Getting an SBA-secured loan is one of the most common ways to grow your small business, but there’s a catch: Your business needs to be insured.

And there’s a good reason for that. Insurance policies protect your business, which means they effectively protect anyone who gives your business a loan. (No lender wants to lose their money because you had to fight a surprise liability lawsuit.)

So, which insurance coverages will you need to get an SBA loan? Requirements change based on what kind of business you run and how much money you need, but here are the most common SBA insurance requirements.

1. Property insurance

Business property insurance

If you’re using your company’s building as collateral for your SBA loan, you’ll need to insure it with building property protection. You’re also required to get business personal property insurance for any furniture, fixtures, and equipment that you’re using as collateral.

Here are the details:

The coverage must be for the full replacement cost of your property, if that’s available to you. If you can’t buy a full replacement policy, you’ll need to insure everything for the maximum insurable value.
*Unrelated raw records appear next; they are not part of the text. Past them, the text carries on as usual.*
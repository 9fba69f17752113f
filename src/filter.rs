//! The three filter passes, operating on in-memory table lines.
//!
//! Each pass takes the full table (header first) and returns the lines to
//! write. File I/O stays in the pipeline driver so these stay testable
//! against plain string fixtures.

use std::collections::HashSet;

use crate::table::extract_field;

/// Result of one filter pass over a table.
pub struct FilterOutput<'a> {
    /// The header plus every kept data row, terminators intact.
    pub lines: Vec<&'a str>,
    /// Data rows kept, excluding the header.
    pub kept: usize,
}

/// Shared pass mechanics: the header is kept unconditionally, blank
/// (whitespace-only) rows are dropped, and every other row is put to the
/// predicate. Relative order is preserved. Callers hand in at least the
/// header line; empty tables are handled before the pass runs.
fn filter_rows<'a>(lines: &[&'a str], mut keep: impl FnMut(&'a str) -> bool) -> FilterOutput<'a> {
    let mut out = Vec::with_capacity(lines.len());
    out.push(lines[0]);

    for &line in &lines[1..] {
        if line.trim().is_empty() {
            continue;
        }
        if keep(line) {
            out.push(line);
        }
    }

    let kept = out.len() - 1;
    FilterOutput { lines: out, kept }
}

/// Keeps rows whose route id (field 0) is in the allow-set.
pub fn filter_routes<'a>(lines: &[&'a str], allowed: &HashSet<String>) -> FilterOutput<'a> {
    filter_rows(lines, |line| {
        extract_field(line, 0).is_some_and(|route_id| allowed.contains(route_id))
    })
}

/// Keeps rows whose route id (field 0) is in the allow-set and collects
/// the trip id (field 2) of every kept row.
///
/// A row with fewer than three fields has no trip id to collect and is
/// dropped outright, whatever its route id says.
pub fn filter_trips<'a>(
    lines: &[&'a str],
    allowed: &HashSet<String>,
) -> (FilterOutput<'a>, HashSet<String>) {
    let mut kept_trips = HashSet::new();

    let output = filter_rows(lines, |line| {
        let Some(trip_id) = extract_field(line, 2) else {
            return false;
        };
        let keep = extract_field(line, 0).is_some_and(|route_id| allowed.contains(route_id));
        if keep {
            kept_trips.insert(trip_id.to_string());
        }
        keep
    });

    (output, kept_trips)
}

/// Keeps rows whose trip id (field 0) survived the trip pass.
///
/// An empty trip set is a valid input and yields a header-only table.
pub fn filter_stop_times<'a>(lines: &[&'a str], kept_trips: &HashSet<String>) -> FilterOutput<'a> {
    filter_rows(lines, |line| {
        extract_field(line, 0).is_some_and(|trip_id| kept_trips.contains(trip_id))
    })
}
For real estate collateral, you’ll need to name your SBA lender as the mortgagee. For business personal property collateral, you’ll make the SBA lender your loss payee. (Then, if something happens, your SBA lender will be able to step in and claim payments on your behalf.)

(Want more information on these terms? Check out our simple guide to insurance terminology.)

One final thing to check: For your coverage to be eligible for an SBA loan, your policy needs to state “that any action or failure to act by the borrower or owner of the insured property will not invalidate the interest of the lender or the SBA.” The policy also needs to specify that it will notify the lender at least 10 days prior to the policy’s cancellation. This can be easily accomplished by adding the lender as an "Additional Interest" on the policy. (Huckleberry policies are compatible with SBA requirements, by the way.)

Insurance for Catastrophes (e.g. Earthquake, Flood, Hurricanes)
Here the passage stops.